# YOUR GOAL:
Gather all lines in the records below that include the word "conversation".

# THE DATA:

--- START ---

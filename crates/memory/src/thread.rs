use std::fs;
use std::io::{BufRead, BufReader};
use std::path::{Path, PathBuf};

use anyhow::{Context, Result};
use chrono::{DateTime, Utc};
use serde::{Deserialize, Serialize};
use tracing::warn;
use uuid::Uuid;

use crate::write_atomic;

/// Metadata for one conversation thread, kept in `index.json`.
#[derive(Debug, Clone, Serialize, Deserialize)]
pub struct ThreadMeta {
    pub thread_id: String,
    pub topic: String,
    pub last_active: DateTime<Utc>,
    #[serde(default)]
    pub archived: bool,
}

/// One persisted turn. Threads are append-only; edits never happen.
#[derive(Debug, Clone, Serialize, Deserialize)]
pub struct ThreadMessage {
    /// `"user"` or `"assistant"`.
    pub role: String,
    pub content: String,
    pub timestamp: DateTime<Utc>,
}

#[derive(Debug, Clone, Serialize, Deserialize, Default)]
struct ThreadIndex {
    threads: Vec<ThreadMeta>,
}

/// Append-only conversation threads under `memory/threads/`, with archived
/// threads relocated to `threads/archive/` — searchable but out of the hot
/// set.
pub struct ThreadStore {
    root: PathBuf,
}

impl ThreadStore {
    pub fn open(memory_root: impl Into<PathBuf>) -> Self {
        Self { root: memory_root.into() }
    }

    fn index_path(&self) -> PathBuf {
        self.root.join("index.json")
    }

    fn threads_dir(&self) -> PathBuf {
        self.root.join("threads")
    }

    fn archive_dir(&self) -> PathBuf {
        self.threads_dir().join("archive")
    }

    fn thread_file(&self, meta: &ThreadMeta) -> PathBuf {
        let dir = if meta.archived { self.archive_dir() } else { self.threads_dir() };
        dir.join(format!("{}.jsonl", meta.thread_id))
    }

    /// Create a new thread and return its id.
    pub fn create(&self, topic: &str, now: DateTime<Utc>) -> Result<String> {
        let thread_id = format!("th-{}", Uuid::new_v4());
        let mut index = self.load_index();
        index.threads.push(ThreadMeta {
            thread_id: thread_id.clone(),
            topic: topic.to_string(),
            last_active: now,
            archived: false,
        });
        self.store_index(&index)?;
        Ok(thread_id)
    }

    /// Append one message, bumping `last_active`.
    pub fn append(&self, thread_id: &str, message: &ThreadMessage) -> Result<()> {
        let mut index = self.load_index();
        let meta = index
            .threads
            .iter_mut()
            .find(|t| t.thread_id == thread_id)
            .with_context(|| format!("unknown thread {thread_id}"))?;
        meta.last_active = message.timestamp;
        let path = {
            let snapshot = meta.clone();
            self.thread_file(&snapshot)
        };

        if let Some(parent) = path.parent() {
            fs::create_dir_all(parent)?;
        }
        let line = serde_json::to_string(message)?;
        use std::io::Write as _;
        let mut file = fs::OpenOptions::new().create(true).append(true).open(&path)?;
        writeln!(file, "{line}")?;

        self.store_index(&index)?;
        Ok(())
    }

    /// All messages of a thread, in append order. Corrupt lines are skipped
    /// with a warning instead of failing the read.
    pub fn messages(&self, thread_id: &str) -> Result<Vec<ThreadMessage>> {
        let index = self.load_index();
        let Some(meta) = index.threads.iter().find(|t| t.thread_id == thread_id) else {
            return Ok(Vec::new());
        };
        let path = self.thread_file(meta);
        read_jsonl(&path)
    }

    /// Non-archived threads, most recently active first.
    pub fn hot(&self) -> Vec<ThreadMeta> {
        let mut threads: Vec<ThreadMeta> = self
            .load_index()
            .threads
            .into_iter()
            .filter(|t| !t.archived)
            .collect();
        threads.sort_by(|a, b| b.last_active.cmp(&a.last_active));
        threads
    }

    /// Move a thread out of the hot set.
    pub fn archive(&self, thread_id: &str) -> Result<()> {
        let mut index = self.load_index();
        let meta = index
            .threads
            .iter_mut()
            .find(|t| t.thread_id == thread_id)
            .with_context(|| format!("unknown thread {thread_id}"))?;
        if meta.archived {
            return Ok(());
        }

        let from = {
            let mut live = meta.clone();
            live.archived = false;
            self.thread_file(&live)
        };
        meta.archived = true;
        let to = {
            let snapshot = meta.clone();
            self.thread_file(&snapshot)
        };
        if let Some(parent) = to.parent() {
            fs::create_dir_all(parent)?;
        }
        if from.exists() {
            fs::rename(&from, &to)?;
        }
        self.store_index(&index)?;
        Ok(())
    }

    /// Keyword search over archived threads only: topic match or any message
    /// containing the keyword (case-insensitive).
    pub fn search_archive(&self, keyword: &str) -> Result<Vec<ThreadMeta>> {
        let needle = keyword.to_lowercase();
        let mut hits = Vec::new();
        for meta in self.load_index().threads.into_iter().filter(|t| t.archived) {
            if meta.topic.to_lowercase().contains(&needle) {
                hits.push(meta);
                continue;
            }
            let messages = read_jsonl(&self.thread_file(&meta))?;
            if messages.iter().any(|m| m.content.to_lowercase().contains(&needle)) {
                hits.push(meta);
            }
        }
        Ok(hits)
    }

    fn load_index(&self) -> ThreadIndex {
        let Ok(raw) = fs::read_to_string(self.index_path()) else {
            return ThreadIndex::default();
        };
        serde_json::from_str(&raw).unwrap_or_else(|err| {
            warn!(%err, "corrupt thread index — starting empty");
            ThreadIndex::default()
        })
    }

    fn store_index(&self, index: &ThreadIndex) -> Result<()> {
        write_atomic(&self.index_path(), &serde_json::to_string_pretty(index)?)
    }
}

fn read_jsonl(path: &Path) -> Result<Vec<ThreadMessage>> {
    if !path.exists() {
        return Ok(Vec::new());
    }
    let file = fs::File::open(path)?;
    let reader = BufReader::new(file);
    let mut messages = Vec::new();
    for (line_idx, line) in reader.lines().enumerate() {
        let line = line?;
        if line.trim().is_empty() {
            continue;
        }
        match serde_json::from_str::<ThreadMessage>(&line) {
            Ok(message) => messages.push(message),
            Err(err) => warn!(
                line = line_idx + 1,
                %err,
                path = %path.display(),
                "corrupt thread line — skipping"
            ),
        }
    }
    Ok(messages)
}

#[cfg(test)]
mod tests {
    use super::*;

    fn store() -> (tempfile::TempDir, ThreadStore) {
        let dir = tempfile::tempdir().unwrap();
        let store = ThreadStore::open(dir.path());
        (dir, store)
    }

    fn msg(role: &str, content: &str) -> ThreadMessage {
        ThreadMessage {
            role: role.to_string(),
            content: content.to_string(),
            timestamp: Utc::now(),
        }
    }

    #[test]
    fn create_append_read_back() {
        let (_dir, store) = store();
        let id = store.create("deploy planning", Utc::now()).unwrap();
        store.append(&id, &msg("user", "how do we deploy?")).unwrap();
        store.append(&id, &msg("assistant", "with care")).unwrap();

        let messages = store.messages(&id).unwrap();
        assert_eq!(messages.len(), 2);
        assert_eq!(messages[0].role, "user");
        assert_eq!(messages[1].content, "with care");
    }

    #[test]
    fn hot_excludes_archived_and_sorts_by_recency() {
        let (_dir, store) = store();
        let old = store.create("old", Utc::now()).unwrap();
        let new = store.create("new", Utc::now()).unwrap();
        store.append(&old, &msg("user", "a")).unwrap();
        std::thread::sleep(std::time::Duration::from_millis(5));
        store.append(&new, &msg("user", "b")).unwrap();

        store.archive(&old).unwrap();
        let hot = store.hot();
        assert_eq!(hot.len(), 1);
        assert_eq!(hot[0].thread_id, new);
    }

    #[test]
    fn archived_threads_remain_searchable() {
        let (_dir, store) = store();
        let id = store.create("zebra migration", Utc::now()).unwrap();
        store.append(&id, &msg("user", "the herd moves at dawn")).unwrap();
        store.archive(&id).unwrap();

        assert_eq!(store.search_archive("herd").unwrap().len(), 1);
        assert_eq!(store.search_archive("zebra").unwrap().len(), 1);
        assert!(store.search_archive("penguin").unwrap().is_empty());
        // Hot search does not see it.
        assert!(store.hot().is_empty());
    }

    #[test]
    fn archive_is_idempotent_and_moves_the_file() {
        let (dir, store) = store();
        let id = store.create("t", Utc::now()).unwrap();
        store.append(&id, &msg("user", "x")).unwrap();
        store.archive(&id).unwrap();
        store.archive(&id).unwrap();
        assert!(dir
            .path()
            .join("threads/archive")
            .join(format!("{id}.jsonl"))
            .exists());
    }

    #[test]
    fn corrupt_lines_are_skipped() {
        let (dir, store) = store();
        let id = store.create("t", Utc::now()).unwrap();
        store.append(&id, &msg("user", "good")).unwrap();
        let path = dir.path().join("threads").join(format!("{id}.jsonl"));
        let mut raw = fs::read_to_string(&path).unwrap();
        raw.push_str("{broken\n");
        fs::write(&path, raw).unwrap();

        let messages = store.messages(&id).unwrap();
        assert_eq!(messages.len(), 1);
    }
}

--- END ---

# OUTPUT OF THE TASK:
/// Metadata for one conversation thread, kept in `index.json`.
/// Append-only conversation threads under `memory/threads/`, with archived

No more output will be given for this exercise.